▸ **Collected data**

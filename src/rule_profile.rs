use anyhow::Result;
use log::warn;
use regex::{Regex, RegexBuilder};
use serde::{Deserialize, Serialize};
use std::path::Path;

use crate::errors::ProfileError;

/// Rule profile module
///
/// A rule profile is pure data: the boundary patterns, separator, noise
/// patterns and speaker hints that drive segmentation for one document
/// tradition or layout. New layouts are supported by authoring a new
/// profile, never by changing segmentation code.

/// Declarative segmentation profile, loaded from JSON
#[derive(Debug, Serialize, Deserialize, Clone)]
pub struct RuleProfile {
    /// Regex patterns matching chapter headings, OR-combined at compile time
    #[serde(default = "default_chapter_patterns")]
    pub chapter_patterns: Vec<String>,

    /// Pattern separating paragraphs inside a chapter
    #[serde(default = "default_paragraph_separator")]
    pub paragraph_separator: String,

    /// Line patterns stripped as OCR noise (page numbers, running headers)
    #[serde(default)]
    pub strip_patterns: Vec<String>,

    /// Speaker detection hints
    #[serde(default)]
    pub speaker_patterns: SpeakerPatterns,

    /// Speaker assigned when no pattern matches
    #[serde(default = "default_speaker")]
    pub default_speaker: String,
}

/// Speaker hint block of a rule profile
#[derive(Debug, Serialize, Deserialize, Clone)]
pub struct SpeakerPatterns {
    /// Characters opening an unattributed dialogue line
    #[serde(default = "default_dialogue_dash")]
    pub dialogue_dash: String,

    /// Names recognized as speakers when used as a lexical prefix
    #[serde(default)]
    pub known_speakers: Vec<String>,
}

impl Default for SpeakerPatterns {
    fn default() -> Self {
        Self {
            dialogue_dash: default_dialogue_dash(),
            known_speakers: Vec::new(),
        }
    }
}

impl Default for RuleProfile {
    fn default() -> Self {
        Self {
            chapter_patterns: default_chapter_patterns(),
            paragraph_separator: default_paragraph_separator(),
            strip_patterns: Vec::new(),
            speaker_patterns: SpeakerPatterns::default(),
            default_speaker: default_speaker(),
        }
    }
}

fn default_chapter_patterns() -> Vec<String> {
    vec![
        r"^#{1,3}\s+.+$".to_string(),
        r"^(?:CHAPTER|Chapter)\s+[IVXLC\d]+.*$".to_string(),
    ]
}

fn default_paragraph_separator() -> String {
    r"\r?\n\s*\r?\n".to_string()
}

fn default_dialogue_dash() -> String {
    r"^[\-\u{2013}\u{2014}]\s*".to_string()
}

fn default_speaker() -> String {
    "Narrator".to_string()
}

impl RuleProfile {
    /// Load a profile from a JSON file, falling back to the built-in
    /// default profile when the file is missing or invalid. Profile
    /// problems are a configuration concern, never fatal.
    pub fn load_or_default<P: AsRef<Path>>(path: Option<P>) -> Self {
        let Some(path) = path else {
            return Self::default();
        };
        let path = path.as_ref();

        match std::fs::read_to_string(path) {
            Ok(content) => match serde_json::from_str::<RuleProfile>(&content) {
                Ok(profile) => profile,
                Err(e) => {
                    warn!("Rule profile {} is not valid JSON ({}), using built-in default", path.display(), e);
                    Self::default()
                }
            },
            Err(e) => {
                warn!("Cannot read rule profile {} ({}), using built-in default", path.display(), e);
                Self::default()
            }
        }
    }

    /// Compile the profile's patterns. Fails fast on an uncompilable
    /// pattern so that bad profiles surface before segmentation starts.
    pub fn compile(&self) -> Result<CompiledProfile, ProfileError> {
        let chapter_boundary = if self.chapter_patterns.is_empty() {
            None
        } else {
            let alternation = self
                .chapter_patterns
                .iter()
                .map(|p| format!("(?:{})", p))
                .collect::<Vec<_>>()
                .join("|");
            Some(build_pattern(&alternation, true)?)
        };

        let paragraph_separator = build_pattern(&self.paragraph_separator, false)?;

        let strip_patterns = self
            .strip_patterns
            .iter()
            .map(|p| build_pattern(p, true))
            .collect::<Result<Vec<_>, _>>()?;

        let dialogue_dash = build_pattern(&self.speaker_patterns.dialogue_dash, false)?;

        let known_speakers = self
            .speaker_patterns
            .known_speakers
            .iter()
            .map(|name| {
                let escaped = regex::escape(name);
                let pattern = format!(r"^(?:{n}\s*:|\[{n}\]|«\s*{n})", n = escaped);
                build_pattern(&pattern, false).map(|re| (name.clone(), re))
            })
            .collect::<Result<Vec<_>, _>>()?;

        Ok(CompiledProfile {
            chapter_boundary,
            paragraph_separator,
            strip_patterns,
            dialogue_dash,
            known_speakers,
            default_speaker: self.default_speaker.clone(),
        })
    }
}

fn build_pattern(pattern: &str, multi_line: bool) -> Result<Regex, ProfileError> {
    RegexBuilder::new(pattern)
        .case_insensitive(true)
        .multi_line(multi_line)
        .build()
        .map_err(|e| ProfileError::InvalidPattern {
            pattern: pattern.to_string(),
            message: e.to_string(),
        })
}

/// A rule profile with every pattern compiled, ready for segmentation
#[derive(Debug)]
pub struct CompiledProfile {
    /// OR-combined chapter heading matcher, None when the profile has no patterns
    pub chapter_boundary: Option<Regex>,

    /// Paragraph separator
    pub paragraph_separator: Regex,

    /// Noise line matchers, applied per line
    pub strip_patterns: Vec<Regex>,

    /// Dialogue-opening marker
    pub dialogue_dash: Regex,

    /// (name, prefix matcher) pairs for known speakers
    pub known_speakers: Vec<(String, Regex)>,

    /// Speaker assigned when no pattern matches
    pub default_speaker: String,
}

▸ **Instructions for the task**
Repeat exactly the lines of the data from the first one through the line with "patterns, separator, noise", both of them included.

▸ **Result for this task**
filename src/rule_profile.rs
use anyhow::Result;
use log::warn;
use regex::{Regex, RegexBuilder};
use serde::{Deserialize, Serialize};
use std::path::Path;

use crate::errors::ProfileError;

/// Rule profile module
///
/// A rule profile is pure data: the boundary patterns, separator, noise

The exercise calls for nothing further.